**Work task**
For this listing, the lines between the one holding "use argmark::util::constants;" and the one holding "should be a", inclusive, must be set down exactly.

**Task data**
// ArgMark - ui/panels/options.rs
//
// Options dialog: runtime-configurable application settings.
// Shown when the user opens View > Options... from the menu bar.
//
// Sections:
//   1. Appearance: theme, font size
//   2. User Samples: sample folder location and reload
//
// Appearance settings take effect immediately. Sample changes apply when
// Reload Samples is pressed. Values are validated against absolute
// bounds from util::constants so a stray drag cannot wedge the UI.

use crate::app::state::AppState;
use crate::util::constants::{DEFAULT_FONT_SIZE, MAX_FONT_SIZE, MIN_FONT_SIZE};

/// Render the Options dialog (if `state.show_options` is true).
pub fn render(ctx: &egui::Context, state: &mut AppState) {
    if !state.show_options {
        return;
    }

    let mut open = true;
    egui::Window::new("Options")
        .open(&mut open)
        .collapsible(false)
        .resizable(false)
        .default_width(420.0)
        .show(ctx, |ui| {
            // =========================================================
            // Section 1: Appearance
            // =========================================================
            ui.heading("Appearance");
            ui.add_space(4.0);

            ui.horizontal(|ui| {
                ui.label("Theme:");
                if ui
                    .selectable_label(state.dark_mode, "Dark")
                    .clicked()
                {
                    state.dark_mode = true;
                }
                if ui
                    .selectable_label(!state.dark_mode, "Light")
                    .clicked()
                {
                    state.dark_mode = false;
                }
            });
            ui.add_space(4.0);

            ui.horizontal(|ui| {
                ui.label("Font size:");
                let mut v = state.ui_font_size as f64;
                if ui
                    .add(
                        egui::Slider::new(
                            &mut v,
                            (MIN_FONT_SIZE as f64)..=(MAX_FONT_SIZE as f64),
                        )
                        .step_by(0.5)
                        .suffix(" pt"),
                    )
                    .changed()
                {
                    state.ui_font_size = (v as f32).clamp(MIN_FONT_SIZE, MAX_FONT_SIZE);
                }
                if (state.ui_font_size - DEFAULT_FONT_SIZE).abs() > 0.1
                    && ui
                        .small_button("Reset")
                        .on_hover_text("Reset to the built-in default")
                        .clicked()
                {
                    state.ui_font_size = DEFAULT_FONT_SIZE;
                }
            });
            ui.add_space(4.0);
            ui.label(
                egui::RichText::new(
                    "Scales all text in the application. Takes effect immediately.",
                )
                .small()
                .weak(),
            );

            ui.add_space(10.0);
            ui.separator();
            ui.add_space(6.0);

            // =========================================================
            // Section 2: User Samples
            // =========================================================
            ui.heading("User Samples");
            ui.add_space(2.0);
            ui.label(
                egui::RichText::new(
                    "Place custom .toml sample files here to evaluate your own \
                     argument texts. A user sample with the same id as a built-in \
                     sample replaces it.",
                )
                .small()
                .weak(),
            );
            ui.add_space(8.0);

            ui.horizontal(|ui| {
                ui.label("Sample folder:");
                if let Some(ref dir) = state.user_samples_dir {
                    ui.monospace(dir.display().to_string()).on_hover_text(
                        "ArgMark scans this directory for .toml samples on startup and on Reload",
                    );
                } else {
                    ui.label(egui::RichText::new("(not configured)").weak());
                }
            });
            ui.add_space(4.0);

            let total = state.samples.len();
            let builtin_count = state.samples.iter().filter(|s| s.is_builtin).count();
            let user_count = total.saturating_sub(builtin_count);
            ui.label(
                egui::RichText::new(format!(
                    "{total} samples loaded: {builtin_count} built-in, {user_count} user"
                ))
                .small()
                .weak(),
            );
            ui.add_space(8.0);

            ui.horizontal(|ui| {
                let has_dir = state.user_samples_dir.is_some();
                if ui
                    .add_enabled(has_dir, egui::Button::new("Open Folder"))
                    .on_hover_text("Open the user samples folder in your file manager")
                    .clicked()
                {
                    if let Some(ref dir) = state.user_samples_dir {
                        // Ensure the directory exists before opening it.
                        if let Err(e) = std::fs::create_dir_all(dir) {
                            tracing::warn!(
                                dir = %dir.display(),
                                error = %e,
                                "Failed to create samples directory"
                            );
                            state.status_message = format!("Cannot create samples folder: {e}");
                        } else {
                            #[cfg(target_os = "windows")]
                            if let Err(e) = std::process::Command::new("explorer.exe").arg(dir).spawn() {
                                tracing::warn!(dir = %dir.display(), error = %e, "Failed to open samples folder");
                                state.status_message = format!("Cannot open folder: {e}");
                            }
                            #[cfg(target_os = "macos")]
                            if let Err(e) = std::process::Command::new("open").arg(dir).spawn() {
                                tracing::warn!(dir = %dir.display(), error = %e, "Failed to open samples folder");
                                state.status_message = format!("Cannot open folder: {e}");
                            }
                            #[cfg(target_os = "linux")]
                            if let Err(e) = std::process::Command::new("xdg-open").arg(dir).spawn() {
                                tracing::warn!(dir = %dir.display(), error = %e, "Failed to open samples folder");
                                state.status_message = format!("Cannot open folder: {e}");
                            }
                        }
                    }
                }
                ui.add_space(4.0);
                if ui
                    .button("Reload Samples")
                    .on_hover_text(
                        "Re-scan the user samples folder and merge its samples \
                         with the built-in set. Takes effect immediately.",
                    )
                    .clicked()
                {
                    state.request_reload_samples = true;
                }
            });

            ui.add_space(10.0);
            ui.separator();
            ui.add_space(6.0);

            // =========================================================
            // Footer
            // =========================================================
            ui.label(
                egui::RichText::new(
                    "Appearance settings apply immediately. \
                     Sample changes take effect on Reload.",
                )
                .small()
                .italics()
                .weak(),
            );
            ui.with_layout(egui::Layout::right_to_left(egui::Align::Center), |ui| {
                if ui.button("Close").clicked() {
                    state.show_options = false;
                }
            });
        });

    if !open {
        state.show_options = false;
    }
}
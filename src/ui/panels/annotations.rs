// ArgMark - ui/panels/annotations.rs
//
// Annotation list sidebar: category filters, text/regex search, and the
// accumulated annotations as fixed-height tinted rows.
//
// Uses egui's `ScrollArea::show_rows` which renders only the rows currently
// visible in the viewport, so the list stays cheap even at the annotation cap.

use crate::app::state::AppState;
use crate::core::model::{truncate_chars, AnnotationKind};
use crate::ui::theme;
use egui::text::{LayoutJob, TextFormat};

/// Render the annotation list and its filter controls.
pub fn render(ui: &mut egui::Ui, state: &mut AppState) {
    let total = state.session.annotation_count();
    ui.heading(format!("Annotations ({total})"));
    ui.separator();

    // Quick filters
    if ui.button("Fallacies Only").clicked() {
        state.filter = crate::core::filter::AnnotationFilter::fallacies_only();
        state.apply_filter();
    }
    if ui.button("Clear Filters").clicked() {
        state.clear_filter();
    }

    ui.separator();

    // Category checkboxes
    ui.label("Category:");
    let mut changed = false;
    for kind in AnnotationKind::all() {
        let mut checked = state.filter.kinds.contains(kind);
        if ui.checkbox(&mut checked, kind.label()).changed() {
            if checked {
                state.filter.kinds.insert(*kind);
            } else {
                state.filter.kinds.remove(kind);
            }
            changed = true;
        }
    }
    if changed {
        state.apply_filter();
    }

    ui.separator();

    // Text search
    ui.label("Text search:");
    let text_response = ui.text_edit_singleline(&mut state.filter.text_search);
    if text_response.changed() {
        state.apply_filter();
    }

    // Regex search
    ui.label("Regex:");
    let regex_response = ui.text_edit_singleline(&mut state.regex_input);
    if regex_response.changed() {
        state.update_regex_filter();
    }
    if let Some(ref err) = state.regex_error {
        ui.colored_label(egui::Color32::from_rgb(239, 68, 68), err);
    }

    ui.separator();

    let shown = state.filtered_indices.len();
    if !state.filter.is_empty() {
        ui.label(
            egui::RichText::new(format!("{shown}/{total} shown"))
                .small()
                .weak(),
        );
    }

    if total == 0 {
        ui.label(
            egui::RichText::new("No annotations yet. Select a passage and pick a category.")
                .small()
                .weak(),
        );
        return;
    }
    if shown == 0 {
        ui.label(
            egui::RichText::new("No annotations match the current filters.")
                .small()
                .weak(),
        );
        return;
    }

    let row_height = theme::ROW_HEIGHT;

    egui::ScrollArea::vertical()
        .id_salt("annotation_rows")
        .auto_shrink([false; 2])
        .show_rows(ui, row_height, shown, |ui, row_range| {
            for display_idx in row_range {
                let Some(&ann_idx) = state.filtered_indices.get(display_idx) else {
                    continue;
                };
                let Some(annotation) = state.session.annotations().get(ann_idx) else {
                    continue;
                };

                let kind_colour = theme::kind_colour(&annotation.kind, state.dark_mode);

                // Subtle category background tint.
                let tint_rect = egui::Rect::from_min_size(
                    ui.cursor().min,
                    egui::vec2(ui.available_width(), row_height),
                );
                ui.painter()
                    .rect_filled(tint_rect, 0.0, theme::kind_bg_colour(&annotation.kind));

                // Coloured category badge, then timestamp and text preview in
                // a high-contrast body colour.
                let ts = annotation.created_at.format("%H:%M:%S").to_string();
                let first_line = annotation
                    .text
                    .lines()
                    .next()
                    .unwrap_or(&annotation.text);

                let font = egui::FontId::monospace(12.0);
                let mut row_job = LayoutJob::default();
                row_job.append(
                    &format!("[{}] ", annotation.kind.short_label()),
                    0.0,
                    TextFormat {
                        font_id: font.clone(),
                        color: kind_colour,
                        ..Default::default()
                    },
                );
                row_job.append(
                    &format!("{ts} | {}", truncate_chars(first_line, 32)),
                    0.0,
                    TextFormat {
                        font_id: font,
                        color: theme::body_text_colour(state.dark_mode),
                        ..Default::default()
                    },
                );

                let response = ui.add(egui::Label::new(row_job).truncate());

                // Full detail as tooltip on hover.
                response.on_hover_ui(|ui| {
                    ui.label(format!(
                        "{} \u{00b7} {}",
                        annotation.kind.label(),
                        annotation.created_at.format("%Y-%m-%d %H:%M:%S UTC")
                    ));
                    if let Some(ref subtype) = annotation.fallacy_type {
                        ui.label(format!("Fallacy type: {subtype}"));
                    }
                    ui.label(egui::RichText::new(&annotation.text).italics());
                });
            }
        });

    ui.add_space(4.0);
    if ui
        .button("Clear All Annotations")
        .on_hover_text("Remove every annotation from the session")
        .clicked()
    {
        state.clear_annotations();
    }
}
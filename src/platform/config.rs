// ArgMark - platform/config.rs
//
// Platform-specific configuration, data directory resolution, and config.toml
// loading with startup validation.
//
// Uses the `directories` crate for XDG (Linux), AppData (Windows),
// Library (macOS) compliance.

use crate::util::constants;
use directories::ProjectDirs;
use std::path::{Path, PathBuf};

/// Resolved platform paths for ArgMark data and configuration.
#[derive(Debug, Clone)]
pub struct PlatformPaths {
    /// Configuration directory (e.g. ~/.config/argmark/ or %APPDATA%\ArgMark\)
    pub config_dir: PathBuf,

    /// User sample directory (e.g. ~/.config/argmark/samples/)
    pub user_samples_dir: PathBuf,

    /// Data directory for the session file.
    pub data_dir: PathBuf,
}

impl PlatformPaths {
    /// Resolve platform-appropriate paths.
    ///
    /// Falls back to current directory if platform dirs cannot be determined.
    pub fn resolve() -> Self {
        if let Some(proj_dirs) = ProjectDirs::from("", "", constants::APP_ID) {
            // `directories` appends a trailing `config` component on Windows
            // (%APPDATA%\ArgMark\config); config.toml and the samples folder
            // live in the ArgMark directory itself on every platform.
            #[cfg(target_os = "windows")]
            let config_dir = proj_dirs
                .config_dir()
                .parent()
                .unwrap_or_else(|| proj_dirs.config_dir())
                .to_path_buf();
            #[cfg(not(target_os = "windows"))]
            let config_dir = proj_dirs.config_dir().to_path_buf();

            let user_samples_dir = config_dir.join(constants::SAMPLES_DIR_NAME);
            let data_dir = proj_dirs.data_dir().to_path_buf();

            tracing::debug!(
                config = %config_dir.display(),
                samples = %user_samples_dir.display(),
                data = %data_dir.display(),
                "Platform paths resolved"
            );

            Self {
                config_dir,
                user_samples_dir,
                data_dir,
            }
        } else {
            tracing::warn!("Could not determine platform directories, using current directory");
            let fallback = PathBuf::from(".");
            Self {
                config_dir: fallback.clone(),
                user_samples_dir: fallback.join(constants::SAMPLES_DIR_NAME),
                data_dir: fallback,
            }
        }
    }
}

// =============================================================================
// config.toml loading and validation
// =============================================================================

/// Raw deserialisable shape of config.toml.
///
/// Unknown keys pass through without error, so a config written against
/// a newer release still loads on an older binary.
#[derive(Debug, Default, serde::Deserialize)]
#[serde(default)]
pub struct RawConfig {
    /// `[ui]` section.
    pub ui: UiSection,
    /// `[samples]` section.
    pub samples: SamplesSection,
    /// `[logging]` section.
    pub logging: LoggingSection,
}

/// `[ui]` config section.
#[derive(Debug, Default, serde::Deserialize)]
#[serde(default)]
pub struct UiSection {
    /// Theme: "dark" or "light".
    pub theme: Option<String>,
    /// Body font size in points.
    pub font_size: Option<f32>,
}

/// `[samples]` config section.
#[derive(Debug, Default, serde::Deserialize)]
#[serde(default)]
pub struct SamplesSection {
    /// Additional sample directory.
    pub user_sample_directory: Option<String>,
}

/// `[logging]` config section.
#[derive(Debug, Default, serde::Deserialize)]
#[serde(default)]
pub struct LoggingSection {
    /// Log level: "error", "warn", "info", "debug", "trace".
    pub level: Option<String>,
    /// Log file path (empty = stderr only).
    pub file: Option<String>,
}

/// Application configuration after validation.
///
/// Each raw value is checked against the bounds in `util::constants`;
/// a value that fails validation becomes a warning plus the default.
#[derive(Debug, Clone)]
pub struct AppConfig {
    // -- UI --
    /// Dark mode (true) or light mode (false).
    pub dark_mode: bool,
    /// Body font size in points.
    pub font_size: f32,

    // -- Samples --
    /// Override for the user sample directory.
    pub user_sample_dir: Option<String>,

    // -- Logging --
    /// Logging level string (for init before tracing is available).
    pub log_level: Option<String>,
    /// Log file path.
    pub log_file: Option<String>,
}

impl Default for AppConfig {
    fn default() -> Self {
        Self {
            dark_mode: true,
            font_size: constants::DEFAULT_FONT_SIZE,
            user_sample_dir: None,
            log_level: None,
            log_file: None,
        }
    }
}

/// Load and validate `config.toml` from the given config directory.
///
/// Returns `AppConfig` with validated values and a list of non-fatal warnings.
/// If the file does not exist, returns defaults with no warnings (first-run).
/// If the file is unparseable, returns defaults with an error warning --
/// the application still starts but the user is informed.
pub fn load_config(config_dir: &Path) -> (AppConfig, Vec<String>) {
    let config_path = config_dir.join(constants::CONFIG_FILE_NAME);

    let mut warnings: Vec<String> = Vec::new();

    if !config_path.exists() {
        tracing::debug!(path = %config_path.display(), "No config.toml found; using defaults");
        return (AppConfig::default(), warnings);
    }

    let content = match std::fs::read_to_string(&config_path) {
        Ok(c) => c,
        Err(e) => {
            let msg = format!(
                "Could not read config file '{}': {e}. Using defaults.",
                config_path.display()
            );
            tracing::warn!("{}", msg);
            warnings.push(msg);
            return (AppConfig::default(), warnings);
        }
    };

    let raw: RawConfig = match toml::from_str(&content) {
        Ok(r) => r,
        Err(e) => {
            let msg = format!(
                "Failed to parse config file '{}': {e}. Using defaults. \
                 See config.example.toml for the expected format.",
                config_path.display()
            );
            tracing::warn!("{}", msg);
            warnings.push(msg);
            return (AppConfig::default(), warnings);
        }
    };

    tracing::info!(path = %config_path.display(), "Loaded config.toml");

    // Validate each field against named constants, accumulating all errors.
    let mut config = AppConfig::default();

    // -- UI: theme --
    if let Some(ref theme) = raw.ui.theme {
        match theme.to_lowercase().as_str() {
            "dark" => config.dark_mode = true,
            "light" => config.dark_mode = false,
            other => {
                warnings.push(format!(
                    "[ui] theme = \"{other}\" is not recognised. Expected \"dark\" or \"light\". Using default (dark).",
                ));
            }
        }
    }

    // -- UI: font_size --
    if let Some(size) = raw.ui.font_size {
        if (constants::MIN_FONT_SIZE..=constants::MAX_FONT_SIZE).contains(&size) {
            config.font_size = size;
        } else {
            warnings.push(format!(
                "[ui] font_size = {size} is out of range ({}-{}). Using default ({}).",
                constants::MIN_FONT_SIZE,
                constants::MAX_FONT_SIZE,
                constants::DEFAULT_FONT_SIZE,
            ));
        }
    }

    // -- Samples: user_sample_directory --
    if let Some(ref dir) = raw.samples.user_sample_directory {
        if !dir.is_empty() {
            config.user_sample_dir = Some(dir.clone());
        }
    }

    // -- Logging: level --
    if let Some(ref level) = raw.logging.level {
        let valid = ["error", "warn", "info", "debug", "trace"];
        if valid.contains(&level.to_lowercase().as_str()) {
            config.log_level = Some(level.clone());
        } else {
            warnings.push(format!(
                "[logging] level = \"{level}\" is not recognised. \
                 Valid values: error, warn, info, debug, trace. Using default (info).",
            ));
        }
    }

    // -- Logging: file --
    if let Some(ref file) = raw.logging.file {
        if !file.is_empty() {
            config.log_file = Some(file.clone());
        }
    }

    if !warnings.is_empty() {
        tracing::warn!(
            count = warnings.len(),
            "Config validation produced warnings"
        );
    }

    (config, warnings)
}
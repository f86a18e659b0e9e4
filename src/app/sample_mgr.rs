// ArgMark - app/sample_mgr.rs
//
// Manages loading of argument samples from both built-in sources
// (embedded in the binary) and user-defined TOML files on disk.
// User samples override built-in samples with the same ID.

use crate::core::model::ArgumentSample;
use crate::core::sample;
use crate::util::constants;
use crate::util::error::{Result, SampleError};
use std::path::{Path, PathBuf};

/// Load all available samples: built-in first, then user-defined overrides.
///
/// User samples with the same ID as a built-in sample replace the built-in.
/// Invalid samples are logged and skipped (non-fatal).
///
/// Returns the merged list and any non-fatal errors encountered.
pub fn load_all_samples(user_sample_dir: Option<&Path>) -> (Vec<ArgumentSample>, Vec<SampleError>) {
    let mut samples = sample::load_builtin_samples();
    let mut errors = Vec::new();

    tracing::info!(builtin_count = samples.len(), "Loaded built-in samples");

    // Load user-defined samples if the directory exists
    if let Some(dir) = user_sample_dir {
        if dir.is_dir() {
            let (user_samples, user_errors) = load_user_samples(dir);
            errors.extend(user_errors);

            // Override built-in samples with matching user samples
            for user_sample in user_samples {
                if let Some(pos) = samples.iter().position(|s| s.id == user_sample.id) {
                    tracing::info!(
                        sample_id = %user_sample.id,
                        "User sample overrides built-in"
                    );
                    samples[pos] = user_sample;
                } else {
                    tracing::info!(
                        sample_id = %user_sample.id,
                        "Loaded user-defined sample"
                    );
                    samples.push(user_sample);
                }
            }
        } else {
            tracing::debug!(
                dir = %dir.display(),
                "User sample directory does not exist (skipping)"
            );
        }
    }

    // Enforce maximum sample count
    if samples.len() > constants::MAX_SAMPLES {
        tracing::warn!(
            count = samples.len(),
            max = constants::MAX_SAMPLES,
            "Too many samples loaded, truncating"
        );
        errors.push(SampleError::TooManySamples {
            count: samples.len(),
            max: constants::MAX_SAMPLES,
        });
        samples.truncate(constants::MAX_SAMPLES);
    }

    tracing::info!(total = samples.len(), "Sample loading complete");

    (samples, errors)
}

/// Load a single sample file picked via `File > Open Sample…`.
///
/// Unlike directory loading, a failure here is surfaced to the user,
/// so this returns a typed error instead of logging and skipping.
pub fn load_sample_file(path: &Path) -> Result<ArgumentSample> {
    let metadata = std::fs::metadata(path).map_err(|e| SampleError::Io {
        path: path.to_path_buf(),
        source: e,
    })?;

    if metadata.len() > constants::MAX_SAMPLE_FILE_SIZE {
        return Err(SampleError::FileTooLarge {
            path: path.to_path_buf(),
            size: metadata.len(),
            max_size: constants::MAX_SAMPLE_FILE_SIZE,
        }
        .into());
    }

    let content = std::fs::read_to_string(path).map_err(|e| SampleError::Io {
        path: path.to_path_buf(),
        source: e,
    })?;

    let path_buf = path.to_path_buf();
    let def = sample::parse_sample_toml(&content, &path_buf)?;
    let loaded = sample::validate_and_compile(def, &path_buf, false)?;

    tracing::info!(sample_id = %loaded.id, path = %path.display(), "Sample file loaded");
    Ok(loaded)
}

/// Load user-defined samples from a directory.
fn load_user_samples(dir: &Path) -> (Vec<ArgumentSample>, Vec<SampleError>) {
    let mut samples: Vec<ArgumentSample> = Vec::new();
    let mut sources: Vec<(String, PathBuf)> = Vec::new();
    let mut errors = Vec::new();

    let entries = match std::fs::read_dir(dir) {
        Ok(entries) => entries,
        Err(e) => {
            errors.push(SampleError::Io {
                path: dir.to_path_buf(),
                source: e,
            });
            return (samples, errors);
        }
    };

    for entry_result in entries {
        let entry = match entry_result {
            Ok(e) => e,
            Err(e) => {
                errors.push(SampleError::Io {
                    path: dir.to_path_buf(),
                    source: e,
                });
                continue;
            }
        };

        let path = entry.path();

        // Only process .toml files
        if path.extension().and_then(|e| e.to_str()) != Some("toml") {
            continue;
        }

        // Check file size
        let metadata = match std::fs::metadata(&path) {
            Ok(m) => m,
            Err(e) => {
                errors.push(SampleError::Io {
                    path: path.clone(),
                    source: e,
                });
                continue;
            }
        };

        if metadata.len() > constants::MAX_SAMPLE_FILE_SIZE {
            errors.push(SampleError::FileTooLarge {
                path: path.clone(),
                size: metadata.len(),
                max_size: constants::MAX_SAMPLE_FILE_SIZE,
            });
            continue;
        }

        // Read and parse the sample
        let content = match std::fs::read_to_string(&path) {
            Ok(c) => c,
            Err(e) => {
                errors.push(SampleError::Io {
                    path: path.clone(),
                    source: e,
                });
                continue;
            }
        };

        match sample::parse_sample_toml(&content, &path)
            .and_then(|def| sample::validate_and_compile(def, &path, false))
        {
            Ok(s) => {
                // Two user files claiming the same ID is an authoring error;
                // the first one wins and the clash is reported.
                if let Some((_, first_path)) = sources.iter().find(|(id, _)| *id == s.id) {
                    errors.push(SampleError::DuplicateId {
                        id: s.id.clone(),
                        path1: first_path.clone(),
                        path2: path.clone(),
                    });
                    continue;
                }
                sources.push((s.id.clone(), path.clone()));
                samples.push(s);
            }
            Err(e) => errors.push(e),
        }
    }

    (samples, errors)
}

#[cfg(test)]
mod tests {
    use super::*;
    use tempfile::TempDir;

    const USER_SAMPLE: &str = r#"
[sample]
id = "user-sample"
title = "User Sample"
text = "A user-authored argument."
"#;

    const OVERRIDE_SAMPLE: &str = r#"
[sample]
id = "model-a"
title = "Replacement Model A"
text = "Overrides the built-in sample."
"#;

    #[test]
    fn test_user_samples_merge_with_builtins() {
        let dir = TempDir::new().unwrap();
        std::fs::write(dir.path().join("user.toml"), USER_SAMPLE).unwrap();

        let (samples, errors) = load_all_samples(Some(dir.path()));
        assert!(errors.is_empty(), "unexpected errors: {errors:?}");
        // Two built-ins plus the user sample.
        assert_eq!(samples.len(), 3);
        assert!(samples.iter().any(|s| s.id == "user-sample" && !s.is_builtin));
    }

    #[test]
    fn test_user_sample_overrides_builtin_by_id() {
        let dir = TempDir::new().unwrap();
        std::fs::write(dir.path().join("override.toml"), OVERRIDE_SAMPLE).unwrap();

        let (samples, errors) = load_all_samples(Some(dir.path()));
        assert!(errors.is_empty(), "unexpected errors: {errors:?}");
        assert_eq!(samples.len(), 2, "override must replace, not append");

        let model_a = samples.iter().find(|s| s.id == "model-a").unwrap();
        assert_eq!(model_a.title, "Replacement Model A");
        assert!(!model_a.is_builtin);
    }

    #[test]
    fn test_duplicate_user_ids_first_wins() {
        let dir = TempDir::new().unwrap();
        // read_dir order is unspecified, so both files carry the same
        // content except the title; whichever is read first must win.
        std::fs::write(
            dir.path().join("a.toml"),
            USER_SAMPLE.replace("User Sample", "Title A"),
        )
        .unwrap();
        std::fs::write(
            dir.path().join("b.toml"),
            USER_SAMPLE.replace("User Sample", "Title B"),
        )
        .unwrap();

        let (samples, errors) = load_all_samples(Some(dir.path()));
        assert_eq!(
            samples.iter().filter(|s| s.id == "user-sample").count(),
            1,
            "only one of the clashing files may load"
        );
        assert!(matches!(
            errors.as_slice(),
            [SampleError::DuplicateId { .. }]
        ));
    }

    #[test]
    fn test_non_toml_files_are_ignored() {
        let dir = TempDir::new().unwrap();
        std::fs::write(dir.path().join("notes.txt"), "not a sample").unwrap();
        std::fs::write(dir.path().join("data.json"), "{}").unwrap();

        let (samples, errors) = load_all_samples(Some(dir.path()));
        assert!(errors.is_empty());
        assert_eq!(samples.len(), 2); // just the built-ins
    }

    #[test]
    fn test_missing_user_dir_is_not_an_error() {
        let dir = TempDir::new().unwrap();
        let missing = dir.path().join("does-not-exist");
        let (samples, errors) = load_all_samples(Some(&missing));
        assert!(errors.is_empty());
        assert_eq!(samples.len(), 2);
    }

    #[test]
    fn test_load_sample_file_rejects_oversized() {
        let dir = TempDir::new().unwrap();
        let path = dir.path().join("big.toml");
        let filler = "x".repeat(constants::MAX_SAMPLE_FILE_SIZE as usize + 1);
        std::fs::write(&path, filler).unwrap();

        let result = load_sample_file(&path);
        assert!(result.is_err());
    }

    #[test]
    fn test_load_sample_file_valid() {
        let dir = TempDir::new().unwrap();
        let path = dir.path().join("one.toml");
        std::fs::write(&path, USER_SAMPLE).unwrap();

        let loaded = load_sample_file(&path).unwrap();
        assert_eq!(loaded.id, "user-sample");
        assert!(!loaded.is_builtin);
    }
}
// ArgMark - tests/e2e_evaluation.rs
//
// End-to-end tests for the evaluation pipeline.
//
// These tests exercise the real embedded samples, real TOML parsing,
// real session persistence on disk, and real JSON export. No mocks,
// no stubs. This covers the full path from a sample file to the
// exported evaluation record a downstream analysis tool would read.

use argmark::app::sample_mgr::load_sample_file;
use argmark::app::session::{self, SessionData, SESSION_VERSION};
use argmark::app::state::AppState;
use argmark::core::export::{export_json, EvaluationRecord};
use argmark::core::filter::AnnotationFilter;
use argmark::core::model::{AnnotationKind, NodeKind, RatingDimension, RatingSet};
use argmark::core::sample::load_builtin_samples;
use argmark::core::structure::{find_node, resolved_edges, Edge};
use argmark::platform::config::load_config;
use argmark::util::constants;
use argmark::util::error::{ArgMarkError, SampleError};
use std::fs;
use std::path::PathBuf;

// =============================================================================
// Helpers
// =============================================================================

/// Fresh app state over the built-in samples, with a throwaway data dir.
fn state_with_builtins(data_dir: PathBuf) -> AppState {
    AppState::new(load_builtin_samples(), false, data_dir)
}

/// Sorted key list of a JSON object, for exact-shape assertions.
fn sorted_keys(value: &serde_json::Value) -> Vec<&str> {
    let mut keys: Vec<&str> = value
        .as_object()
        .expect("value should be a JSON object")
        .keys()
        .map(String::as_str)
        .collect();
    keys.sort_unstable();
    keys
}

**Result**
use argmark::util::constants;
use argmark::util::error::{ArgMarkError, SampleError};
use std::fs;
use std::path::PathBuf;

// =============================================================================
// Helpers
// =============================================================================

/// Fresh app state over the built-in samples, with a throwaway data dir.
fn state_with_builtins(data_dir: PathBuf) -> AppState {
    AppState::new(load_builtin_samples(), false, data_dir)
}

/// Sorted key list of a JSON object, for exact-shape assertions.
fn sorted_keys(value: &serde_json::Value) -> Vec<&str> {
    let mut keys: Vec<&str> = value
        .as_object()
        .expect("value should be a JSON object")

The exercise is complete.